Thesis defense Ruben van den Bosch (Donders series 539)
25 May 2022
Promotors: prof. dr. R. Cools, prof. dr. J. Booij
On the role of striatal dopamine in methylphenidate action on reinforcement learning: A large [18F]DOPA PET/fMRI study
Cognitive control enables the flexible and adaptive behavior that is such a hallmark of the human brain, but lapses of cognitive control are common in both health and disease. Psychostimulants, such as methylphenidate (Ritalin®), can have cognitive control enhancing effects, and their use has drastically increased by both patients and healthy people. However, the drug's effects vary greatly between people and contexts, signaling the need for a better understanding of the neural mechanisms of methylphenidate's effects and the source of the variability therein.

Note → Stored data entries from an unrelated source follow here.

//! 重试策略 - 冲刷失败的分类与退避
//!
//! 失败分两类：瞬态（网络/超时/5xx，退避后重试）与终态（远端校验
//! 拒绝，重试只会原样再被拒，立刻标记失败离队）。

use serde::{Deserialize, Serialize};
use std::time::Duration;

use crate::error::MedisyncSDKError;

/// 冲刷失败原因分类
#[derive(Debug, Clone, Serialize, Deserialize, PartialEq)]
pub enum FlushFailureReason {
    /// 网络超时 - 可重试
    NetworkTimeout,
    /// 网络不可用 - 等待恢复后重试
    NetworkUnavailable,
    /// 服务端错误 - 5xx 可重试，4xx 不重试
    ServerError(u16),
    /// 远端校验拒绝 - 不重试（重试只会卡死队列）
    ValidationRejected,
    /// 未知错误
    Unknown(String),
}

impl FlushFailureReason {
    /// 判断是否可以重试
    pub fn is_retryable(&self) -> bool {
        match self {
            FlushFailureReason::NetworkTimeout => true,
            FlushFailureReason::NetworkUnavailable => true,
            FlushFailureReason::ServerError(code) => *code >= 500 && *code < 600,
            FlushFailureReason::ValidationRejected => false,
            FlushFailureReason::Unknown(_) => true, // 保守策略：未知错误可重试
        }
    }
}

impl From<&MedisyncSDKError> for FlushFailureReason {
    fn from(error: &MedisyncSDKError) -> Self {
        match error {
            MedisyncSDKError::Network(msg) => {
                if msg.contains("timeout") {
                    FlushFailureReason::NetworkTimeout
                } else {
                    FlushFailureReason::NetworkUnavailable
                }
            }
            MedisyncSDKError::Validation(_) => FlushFailureReason::ValidationRejected,
            other => FlushFailureReason::Unknown(other.to_string()),
        }
    }
}

/// 重试策略配置
#[derive(Debug, Clone, Serialize, Deserialize)]
pub struct RetryPolicy {
    /// 最大尝试次数（达到后标记终态失败）
    pub max_attempts: u32,
    /// 基础延迟时间（毫秒）
    pub base_delay_ms: u64,
    /// 最大延迟时间（毫秒）
    pub max_delay_ms: u64,
    /// 指数退避因子
    pub backoff_factor: f64,
    /// 随机抖动因子 (0.0-1.0)
    pub jitter_factor: f64,
}

impl Default for RetryPolicy {
    fn default() -> Self {
        Self {
            max_attempts: 5,
            base_delay_ms: 1_000,
            max_delay_ms: 300_000, // 5分钟
            backoff_factor: 2.0,
            jitter_factor: 0.1,
        }
    }
}

impl RetryPolicy {
    /// 是否还有重试额度
    pub fn should_retry(&self, attempts: u32, reason: &FlushFailureReason) -> bool {
        attempts < self.max_attempts && reason.is_retryable()
    }

    /// 第 n 次失败后的退避时长
    ///
    /// 基础延迟 = base_delay * (backoff_factor ^ (attempts - 1))，
    /// 封顶后叠加 ±jitter_factor/2 的随机抖动，避免所有操作同时重试。
    pub fn backoff_delay(&self, attempts: u32) -> Duration {
        let exponent = attempts.saturating_sub(1);
        let base = self.base_delay_ms as f64 * self.backoff_factor.powi(exponent as i32);
        let capped = base.min(self.max_delay_ms as f64);
        let jitter = capped * self.jitter_factor * (rand::random::<f64>() - 0.5);
        let final_delay = (capped + jitter).max(0.0);
        Duration::from_millis(final_delay as u64)
    }
}

#[cfg(test)]
mod tests {
    use super::*;

    #[test]
    fn test_failure_reason_retryable() {
        assert!(FlushFailureReason::NetworkTimeout.is_retryable());
        assert!(FlushFailureReason::NetworkUnavailable.is_retryable());
        assert!(FlushFailureReason::ServerError(500).is_retryable());
        assert!(!FlushFailureReason::ServerError(404).is_retryable());
        assert!(!FlushFailureReason::ValidationRejected.is_retryable());
        assert!(FlushFailureReason::Unknown("?".to_string()).is_retryable());
    }

    #[test]
    fn test_from_error_classification() {
        let timeout = MedisyncSDKError::Network("timeout: deadline exceeded".to_string());
        assert_eq!(
            FlushFailureReason::from(&timeout),
            FlushFailureReason::NetworkTimeout
        );
        let refused = MedisyncSDKError::Network("connection refused".to_string());
        assert_eq!(
            FlushFailureReason::from(&refused),
            FlushFailureReason::NetworkUnavailable
        );
        let rejected = MedisyncSDKError::Validation("missing field".to_string());
        assert_eq!(
            FlushFailureReason::from(&rejected),
            FlushFailureReason::ValidationRejected
        );
    }

    #[test]
    fn test_backoff_grows_and_caps() {
        let policy = RetryPolicy {
            jitter_factor: 0.0,
            ..RetryPolicy::default()
        };
        let first = policy.backoff_delay(1);
        let second = policy.backoff_delay(2);
        let huge = policy.backoff_delay(30);
        assert_eq!(first.as_millis(), 1_000);
        assert_eq!(second.as_millis(), 2_000);
        assert_eq!(huge.as_millis(), policy.max_delay_ms as u128);
    }

    #[test]
    fn test_should_retry_respects_max_attempts() {
        let policy = RetryPolicy::default();
        assert!(policy.should_retry(4, &FlushFailureReason::NetworkTimeout));
        assert!(!policy.should_retry(5, &FlushFailureReason::NetworkTimeout));
        assert!(!policy.should_retry(0, &FlushFailureReason::ValidationRejected));
    }
}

In this thesis, Ruben van den Bosch found that methylphenidate acts on the neurotransmitter dopamine in the striatum to influence how that brain region gates cognitive control signals from the prefrontal cortex. Furthermore, the work established that the effects of dopaminergic drugs in a specific individual depend on the person's baseline state of the striatal dopamine system. This demonstrates the importance of taking the baseline state of the striatal dopamine system into account when interpreting dopaminergic drug effects on cognition, tailoring dopaminergic treatment of psychiatric disorders to the individual patient, and when using psychostimulants for cognitive enhancement.